目前通过JDBC写Clickhouse有两种插件可以用
官方的JDBC:8123端口
基于HTTP实现的,整体性能不太出色,有可能出现超时的现象
housepower的ClickHouse-Native-JDBC:9000端口
基于TCP协议实现,支持高性能写入,数据按列组织并有压缩
记录下使用ClickHouse-Native-JDBC的过程:
Spark版本
:2.1.0
Clickhouse版本
:20.2.1.2183,单点部署
ClickHouse-Native-JDBC版本
:2.1-stable
- 首先在Clickhouse创建一张本地表:
CREATE TABLE IF NOT EXISTS jdbc_test_table \
( \
`name` String, \
`age` UInt8, \
`job` String \
) \
ENGINE = MergeTree() \
PARTITION BY age \
ORDER BY age \
SETTINGS index_granularity = 8192
- 编写Spark代码:
## pom要加入JDBC的依赖
<dependency>
<groupId>com.github.housepower</groupId>
<artifactId>clickhouse-native-jdbc</artifactId>
<version>2.1-stable</version>
</dependency>
import java.sql.SQLFeatureNotSupportedException
import org.apache.spark.SparkConf
import org.apache.spark.sql.{SaveMode, SparkSession}
object SparkJDBCToClickhouse {
def main(args: Array[String]): Unit = {
val sparkConf: SparkConf =
new SparkConf()
.setAppName("SparkJDBCToClickhouse")
.setMaster("local[1]")
val spark: SparkSession =
SparkSession
.builder()
.config(sparkConf)
.getOrCreate()
val filePath = "people.csv"
val ckDriver = "com.github.housepower.jdbc.ClickHouseDriver"
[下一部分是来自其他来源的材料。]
use crate::fetch::DEFAULT_ENDPOINT;
use crate::render::{self, OutputFormat};
use anyhow::Result;
use serde::Deserialize;
use std::path::{Path, PathBuf};

/// A validation error in the configuration
#[derive(Debug, Clone)]
pub struct ValidationError {
    pub field: String,
    pub message: String,
}

impl std::fmt::Display for ValidationError {
    fn fmt(&self, f: &mut std::fmt::Formatter<'_>) -> std::fmt::Result {
        write!(f, "[{}]: {}", self.field, self.message)
    }
}

/// One config file. Unset keys leave the lower layer alone.
#[derive(Debug, Clone, Default, Deserialize)]
pub struct ConfigFile {
    #[serde(default)]
    pub endpoint: Option<String>,
    #[serde(default)]
    pub format: Option<OutputFormat>,
    #[serde(default)]
    pub locale: Option<String>,
    #[serde(default)]
    pub log_file: Option<PathBuf>,
}

impl ConfigFile {
    pub fn load_from(path: &Path) -> Result<Self> {
        let content = std::fs::read_to_string(path)?;
        let file: ConfigFile = toml::from_str(&content)?;
        Ok(file)
    }
}

/// Effective configuration
#[derive(Debug, Clone)]
pub struct Config {
    pub endpoint: String,
    pub format: OutputFormat,
    /// `None` means detect from the environment
    pub locale: Option<String>,
    pub log_file: Option<PathBuf>,
}

impl Default for Config {
    fn default() -> Self {
        Self {
            endpoint: DEFAULT_ENDPOINT.to_string(),
            format: OutputFormat::default(),
            locale: None,
            log_file: None,
        }
    }
}

impl Config {
    /// Load configuration from default paths.
    /// Priority: local (.userlist/config.local.toml) > project (.userlist/config.toml)
    /// > user (~/.userlist/config.toml) > built-in defaults
    pub fn load() -> Result<Self> {
        let home = dirs::home_dir();
        Self::load_layers(home.as_deref(), Path::new("."))
    }

    fn load_layers(home: Option<&Path>, project_root: &Path) -> Result<Self> {
        let mut config = Self::default();

        let mut paths = Vec::new();
        if let Some(home) = home {
            paths.push(home.join(".userlist").join("config.toml"));
        }
        let project_dir = project_root.join(".userlist");
        paths.push(project_dir.join("config.toml"));
        // Should be gitignored
        paths.push(project_dir.join("config.local.toml"));

        for path in paths {
            if path.exists() {
                tracing::debug!(path = %path.display(), "loading config");
                config.merge(ConfigFile::load_from(&path)?);
            }
        }

        Ok(config)
    }

    /// Load configuration from a specific path, over the built-in defaults
    pub fn load_from(path: &Path) -> Result<Self> {
        let mut config = Self::default();
        config.merge(ConfigFile::load_from(path)?);
        Ok(config)
    }

    /// Merge a config file into this one (the file takes priority)
    pub fn merge(&mut self, other: ConfigFile) {
        if let Some(endpoint) = other.endpoint {
            self.endpoint = endpoint;
        }
        if let Some(format) = other.format {
            self.format = format;
        }
        if other.locale.is_some() {
            self.locale = other.locale;
        }
        if other.log_file.is_some() {
            self.log_file = other.log_file;
        }
    }

    /// Validate configuration and return any errors found
    pub fn validate(&self) -> Result<(), Vec<ValidationError>> {
        let mut errors = Vec::new();

        let endpoint = self.endpoint.trim();
        let scheme_ok = ["http://", "https://"]
            .iter()
            .any(|scheme| endpoint.starts_with(scheme) && endpoint.len() > scheme.len());
        if !scheme_ok {
            errors.push(ValidationError {
                field: "endpoint".to_string(),
                message: format!("Expected an http(s) URL, got '{}'", self.endpoint),
            });
        }

        if let Some(locale) = &self.locale {
            if render::parse_locale(locale).is_none() {
                errors.push(ValidationError {
                    field: "locale".to_string(),
                    message: format!("Unknown locale '{}'", locale),
                });
            }
        }

        if errors.is_empty() {
            Ok(())
        } else {
            Err(errors)
        }
    }
}
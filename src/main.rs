mod config;
mod diagnostics;
mod fetch;
mod render;
mod users;
mod view;

use anyhow::Result;
use clap::Parser;
use std::io::{IsTerminal, Write};
use std::path::PathBuf;
use std::sync::Arc;
use tracing_subscriber::{layer::SubscriberExt, util::SubscriberInitExt, EnvFilter};

use crate::render::{DateStyle, Frame, OutputFormat, Renderer};
use crate::view::UsersView;

#[derive(Parser)]
#[command(name = "userlist", about = "Show the user list, most recently created first")]
pub struct Args {
    #[arg(long, env = "USERLIST_ENDPOINT", help = "Users endpoint URL")]
    pub endpoint: Option<String>,

    #[arg(long, value_enum, help = "Output format")]
    pub format: Option<OutputFormat>,

    #[arg(long, help = "Locale for dates (e.g., de_DE); default from LC_ALL/LC_TIME/LANG")]
    pub locale: Option<String>,

    #[arg(long, help = "Config file path")]
    pub config: Option<PathBuf>,

    #[arg(long, help = "Append diagnostics as JSON lines to this file")]
    pub log_file: Option<PathBuf>,

    #[arg(long, help = "Debug logging")]
    pub debug: bool,
}

fn init_tracing(debug: bool) {
    let default = if debug { "debug" } else { "warn" };
    tracing_subscriber::registry()
        .with(EnvFilter::try_from_default_env().unwrap_or_else(|_| EnvFilter::new(default)))
        .with(tracing_subscriber::fmt::layer().with_writer(std::io::stderr))
        .init();
}

/// Mount the view, optionally draw the loading frame, then draw the settled one
fn run<W: Write>(
    view: &mut UsersView,
    renderer: &dyn Renderer,
    style: &DateStyle,
    show_loading: bool,
    out: &mut W,
) -> Result<()> {
    view.mount();

    if show_loading {
        view.pump();
        if view.state().is_loading() {
            write!(out, "{}", renderer.render(&Frame::from_state(view.state(), style))?)?;
            out.flush()?;
        }
    }

    view.wait();
    write!(out, "{}", renderer.render(&Frame::from_state(view.state(), style))?)?;
    out.flush()?;
    Ok(())
}

fn main() -> Result<()> {
    dotenvy::dotenv().ok();
    let args = Args::parse();
    init_tracing(args.debug);

    let mut cfg = if let Some(config_path) = &args.config {
        config::Config::load_from(config_path)?
    } else {
        config::Config::load().unwrap_or_else(|e| {
            tracing::warn!("ignoring unreadable config: {}", e);
            config::Config::default()
        })
    };

    // CLI flags override config
    if let Some(endpoint) = &args.endpoint {
        cfg.endpoint = endpoint.clone();
    }
    if let Some(format) = args.format {
        cfg.format = format;
    }
    if args.locale.is_some() {
        cfg.locale = args.locale.clone();
    }
    if args.log_file.is_some() {
        cfg.log_file = args.log_file.clone();
    }

    if let Err(errors) = cfg.validate() {
        let list: Vec<String> = errors.iter().map(|e| e.to_string()).collect();
        return Err(anyhow::anyhow!("Invalid configuration:\n  {}", list.join("\n  ")));
    }
    tracing::debug!(endpoint = %cfg.endpoint, format = ?cfg.format, "configuration");

    let diagnostics = match &cfg.log_file {
        Some(path) => diagnostics::Diagnostics::with_log_file(path)?,
        None => diagnostics::Diagnostics::new(),
    };

    if let Some(path) = diagnostics.log_path() {
        tracing::debug!(path = %path.display(), "diagnostics log attached");
    }

    let source = Arc::new(fetch::HttpSource::new(&cfg.endpoint));
    let source_name = source.url().to_string();
    let mut view = UsersView::new(source, &source_name, diagnostics);

    let stdout = std::io::stdout();
    let tty = stdout.is_terminal();
    let style = DateStyle::detect(cfg.locale.as_deref());
    let renderer = render::renderer_for(cfg.format, tty)?;
    let show_loading = tty && cfg.format == OutputFormat::Text;

    run(&mut view, renderer.as_ref(), &style, show_loading, &mut stdout.lock())
}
val ckUrl = "jdbc:clickhouse://localhost:9000"
val table = "jdbc_test_table"
// 读取people.csv测试文件内容
val peopleDFCsv =
spark.read
.format("csv")
.option("sep", ";")
.option("inferSchema", "true")
.option("header", "true")
.load(filePath)
peopleDFCsv.show()
try {
val pro = new java.util.Properties
pro.put("driver", ckDriver)
peopleDFCsv.write
.mode(SaveMode.Append)
.option("batchsize", "20000")
.option("isolationLevel", "NONE")
.option("numPartitions", "1")
.jdbc(ckUrl, table, pro)
} catch {
// 这里注意下,spark里面JDBC datasource用到的一些获取元数据的方法插件里并没有支持,比如getPrecision & setQueryTimeout等等,都会抛出异常,但是并不影响写入
case e: SQLFeatureNotSupportedException =>
println("catch and ignore!")
}
spark.close()
}
}
在上面抛异常的地方卡了很久,Spark在JDBC读取的时候,会先尝试获取目标表的schema元数据,调用一些方法,比如resolvedTable时会getSchema:
def getSchema(
resultSet: ResultSet,
dialect: JdbcDialect,
alwaysNullable: Boolean = false): StructType = {
val rsmd = resultSet.getMetaData
val ncols = rsmd.getColumnCount
val fields = new Array[StructField](ncols)
var i = 0
while (i < ncols) {
// 以下方法可能不兼容
val columnName = rsmd.getColumnLabel(i + 1)
val dataType = rsmd.getColumnType(i + 1)
val typeName = rsmd.getColumnTypeName(i + 1)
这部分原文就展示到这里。